Cairns-Port Douglas Great Barrier Reef

Diving, Snorkeling, Tours, Information

  Great Barrier Reef - Dangers

Don't let the beauty fool you. Great Barrier Reef Animals  


The reef has many species of marine life that can be potentially fatal to humans. Hazards abound that you should know about before venturing out. We have listed some here. 

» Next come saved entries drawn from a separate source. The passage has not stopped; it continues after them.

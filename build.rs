fn main() {
    println!("cargo:rerun-if-changed=.git/HEAD");
    println!("cargo:rerun-if-changed=.git/refs");

    built::write_built_file().expect("Failed to acquire build-time information");
}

As with most dangers, if you take the right precautions and are aware of them, you can take steps to minimize the impact of the danger and still enjoy all the wonderful beauty of the reef. The specialised dive operators in Cairns will take all precautions necessary to ensure you have a safe and rewarding day out on the reef.

Irukandji Jellyfish

Unlike Chironex fleckeri (Box Jelly Fish), Irukandji are found mostly in the deeper waters of the reef, although they may be swept inshore by prevailing currents. Divers and snorkellers are particularly at risk. Read this very interesting interview between Christina James From Cairns Holiday Specialists and Senior Marine Stinger Advisor - Dr Lisa-Ann Gershwin, Curator from the Natural Sciences Queen Victoria Musueum and Art Gallery in Launceston.

Box Jelly Fish

Possibly one of the most dangerous creatures on the reef. The box jelly fish gets its name from the shape of its body. A box-shaped bell with clusters of tentacles extending from each corner. It has the potential to inflict fatal stings to humans. Found mainly around river mouths and muddy shadow water, they rarely inhabit the reef islands. "Stinger Season" is from November through to March. All swimmers on the beaches are encouraged to swim within specially provided "Stinger Enclosures"

Blue Ringed Octopus

With a beak that can penetrate a wet-suit, they are one little cute creature to definitely look at BUT Don't touch. The blue-ringed octopus is the size of a golf ball but its poison is powerful enough to kill an adult human in minutes. There's no known antidote. Residing in rock pools and coral, the blue ring octopus' rings will "glow" an electric blue when provoked or is on the defense. This is when it is most dangerous, especially to children, as it looks very pretty and harmless. 

Cone Shells

Cone shells look very pretty, but several types are known to be very dangerous to humans. The venom of some contains the most potent neurotoxins known to man.

Lion Fish

Lion-fish have venomous fin spines that can produce painful puncture wounds. Fatalities, however, are rare. The fish have elongated dorsal fin spines and enlarged pectoral fins, and each species has a pattern of zebra like stripes.

Stone Fish

With 13 dorsal spines that release a poisonous toxin when pressed, the Stone fish can inflict excruciating pain and possible death to the unwary. They dwell on stony, muddy bottom areas. Visitors walking on the beaches (especially at low tide) should always wear covered shoes with a sturdy sole. 

Sea Snakes 

Approx 15 species of sea snakes can be found on the reef. ALL OF THEM PRODUCE LETHAL VENOM. Having small fangs, they are not normally aggressive. There have been no reported deaths from sea snakes, however they should still be treated with respect.

Fatalities reported from stingray deaths are few and far between. Barbs on the stingrays' tail whip up when trodden on and can inflict serious lacerations and deep wounds. Tetanus is also a possibility if the wound becomes infected.